Every record below needs to be printed again exactly.
Start of RECORD SET
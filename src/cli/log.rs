//! `warden log`: browse the audit log.

use crate::audit::{AuditReader, LogFilter, VerdictFilter};
use anyhow::{anyhow, Context, Result};
use colored::Colorize;

pub fn run_log(
    session_id: Option<&str>,
    verdict_filter: Option<&str>,
    limit: Option<usize>,
    summary_only: bool,
) -> Result<()> {
    let reader = AuditReader::new().context("Failed to initialize log reader")?;

    let entries = match session_id {
        Some(sid) => reader
            .read_session(sid)
            .with_context(|| format!("Failed to read session: {}", sid))?,
        None => reader.read_latest_session()?,
    };

    if entries.is_empty() {
        println!();
        println!("  {} No audit logs found.", "ℹ".blue());
        println!();
        return Ok(());
    }

    let verdict = verdict_filter
        .map(|v| v.parse::<VerdictFilter>().map_err(|e| anyhow!(e)))
        .transpose()?;
    let filter = LogFilter {
        verdict,
        tier: None,
        limit,
    };

    let summary = AuditReader::summarize(&entries);

    if summary_only {
        println!();
        println!("  Session: {}", summary.session_id.cyan());
        println!();
        println!(
            "  {} total | {} allowed | {} denied | {} asked | {} no opinion",
            summary.total.to_string().bold(),
            summary.allowed.to_string().green().bold(),
            summary.denied.to_string().red().bold(),
            summary.asked.to_string().yellow().bold(),
            summary.fell_through,
        );
        println!("  {} sent to advisory review", summary.reviewed);
        if let (Some(start), Some(end)) = (summary.start_time, summary.end_time) {
            println!("  Duration: {}", format_duration((end - start).num_seconds()));
        }
        println!();
        return Ok(());
    }

    println!();
    println!("  Session: {}", summary.session_id.cyan());
    println!();
    for entry in AuditReader::filter_entries(&entries, &filter) {
        println!("  {}", AuditReader::format_entry(&entry));
    }
    println!();
    println!("  {} {}", "─".repeat(40).dimmed(), summary.one_line().dimmed());
    println!();

    Ok(())
}

pub fn run_log_list() -> Result<()> {
    let reader = AuditReader::new()?;
    let sessions = reader.list_sessions()?;

    if sessions.is_empty() {
        println!();
        println!("  {} No sessions found.", "ℹ".blue());
        println!();
        return Ok(());
    }

    println!();
    println!("  Available sessions:");
    println!();
    for session in &sessions {
        println!("  • {}", session);
    }
    println!();
    println!("  View a session: {}", "warden log --session <id>".dimmed());
    println!();

    Ok(())
}

fn format_duration(seconds: i64) -> String {
    if seconds < 60 {
        format!("{}s", seconds)
    } else if seconds < 3600 {
        format!("{}m {}s", seconds / 60, seconds % 60)
    } else {
        format!("{}h {}m", seconds / 3600, (seconds % 3600) / 60)
    }
}
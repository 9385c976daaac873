//! Worst-of aggregation across segments.

use crate::policy::types::SegmentVerdict;

/// Combine segment verdicts. Precedence: `Deny > Ask > Unknown > Allow`.
///
/// Every segment is inspected. When several segments share the winning
/// kind, their reasons are joined so the caller sees all of them. An empty
/// list is `Unknown`: no command was found, so nothing was proven safe.
pub fn aggregate(verdicts: &[SegmentVerdict]) -> SegmentVerdict {
    let Some(worst) = verdicts.iter().map(SegmentVerdict::severity).max() else {
        return SegmentVerdict::Unknown;
    };

    let mut reasons: Vec<&str> = Vec::new();
    for reason in verdicts
        .iter()
        .filter(|v| v.severity() == worst)
        .filter_map(SegmentVerdict::reason)
    {
        if !reasons.contains(&reason) {
            reasons.push(reason);
        }
    }
    let joined = reasons.join("; ");

    match verdicts.iter().find(|v| v.severity() == worst) {
        Some(SegmentVerdict::Deny(_)) => SegmentVerdict::Deny(joined),
        Some(SegmentVerdict::Ask(_)) => SegmentVerdict::Ask(joined),
        Some(SegmentVerdict::Unknown) => SegmentVerdict::Unknown,
        _ => SegmentVerdict::Allow,
    }
}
End of RECORD SET
→ **ANSWER FOR THIS EXERCISE**:
filename src/cli/log.rs
//! `warden log`: browse the audit log.

use crate::audit::{AuditReader, LogFilter, VerdictFilter};
use anyhow::{anyhow, Context, Result};
use colored::Colorize;

pub fn run_log(
    session_id: Option<&str>,
    verdict_filter: Option<&str>,
    limit: Option<usize>,
    summary_only: bool,
) -> Result<()> {
    let reader = AuditReader::new().context("Failed to initialize log reader")?;

    let entries = match session_id {
        Some(sid) => reader
            .read_session(sid)
            .with_context(|| format!("Failed to read session: {}", sid))?,
        None => reader.read_latest_session()?,
    };

    if entries.is_empty() {
        println!();
        println!("  {} No audit logs found.", "ℹ".blue());
        println!();
        return Ok(());
    }

    let verdict = verdict_filter
        .map(|v| v.parse::<VerdictFilter>().map_err(|e| anyhow!(e)))
        .transpose()?;
    let filter = LogFilter {
        verdict,
        tier: None,
        limit,
    };

    let summary = AuditReader::summarize(&entries);

    if summary_only {
        println!();
        println!("  Session: {}", summary.session_id.cyan());
        println!();
        println!(
            "  {} total | {} allowed | {} denied | {} asked | {} no opinion",
            summary.total.to_string().bold(),
            summary.allowed.to_string().green().bold(),
            summary.denied.to_string().red().bold(),
            summary.asked.to_string().yellow().bold(),
            summary.fell_through,
        );
        println!("  {} sent to advisory review", summary.reviewed);
        if let (Some(start), Some(end)) = (summary.start_time, summary.end_time) {
            println!("  Duration: {}", format_duration((end - start).num_seconds()));
        }
        println!();
        return Ok(());
    }

    println!();
    println!("  Session: {}", summary.session_id.cyan());
    println!();
    for entry in AuditReader::filter_entries(&entries, &filter) {
        println!("  {}", AuditReader::format_entry(&entry));
    }
    println!();
    println!("  {} {}", "─".repeat(40).dimmed(), summary.one_line().dimmed());
    println!();

    Ok(())
}

pub fn run_log_list() -> Result<()> {
    let reader = AuditReader::new()?;
    let sessions = reader.list_sessions()?;

    if sessions.is_empty() {
        println!();
        println!("  {} No sessions found.", "ℹ".blue());
        println!();
        return Ok(());
    }

    println!();
    println!("  Available sessions:");
    println!();
    for session in &sessions {
        println!("  • {}", session);
    }
    println!();
    println!("  View a session: {}", "warden log --session <id>".dimmed());
    println!();

    Ok(())
}

fn format_duration(seconds: i64) -> String {
    if seconds < 60 {
        format!("{}s", seconds)
    } else if seconds < 3600 {
        format!("{}m {}s", seconds / 60, seconds % 60)
    } else {
        format!("{}h {}m", seconds / 3600, (seconds % 3600) / 60)
    }
}
repository 9385c976daaac873
//! Worst-of aggregation across segments.

use crate::policy::types::SegmentVerdict;

/// Combine segment verdicts. Precedence: `Deny > Ask > Unknown > Allow`.
///
/// Every segment is inspected. When several segments share the winning
/// kind, their reasons are joined so the caller sees all of them. An empty
/// list is `Unknown`: no command was found, so nothing was proven safe.
pub fn aggregate(verdicts: &[SegmentVerdict]) -> SegmentVerdict {
    let Some(worst) = verdicts.iter().map(SegmentVerdict::severity).max() else {
        return SegmentVerdict::Unknown;
    };

    let mut reasons: Vec<&str> = Vec::new();
    for reason in verdicts
        .iter()
        .filter(|v| v.severity() == worst)
        .filter_map(SegmentVerdict::reason)
    {
        if !reasons.contains(&reason) {
            reasons.push(reason);
        }
    }
    let joined = reasons.join("; ");

    match verdicts.iter().find(|v| v.severity() == worst) {
        Some(SegmentVerdict::Deny(_)) => SegmentVerdict::Deny(joined),
        Some(SegmentVerdict::Ask(_)) => SegmentVerdict::Ask(joined),
        Some(SegmentVerdict::Unknown) => SegmentVerdict::Unknown,
        _ => SegmentVerdict::Allow,
    }
}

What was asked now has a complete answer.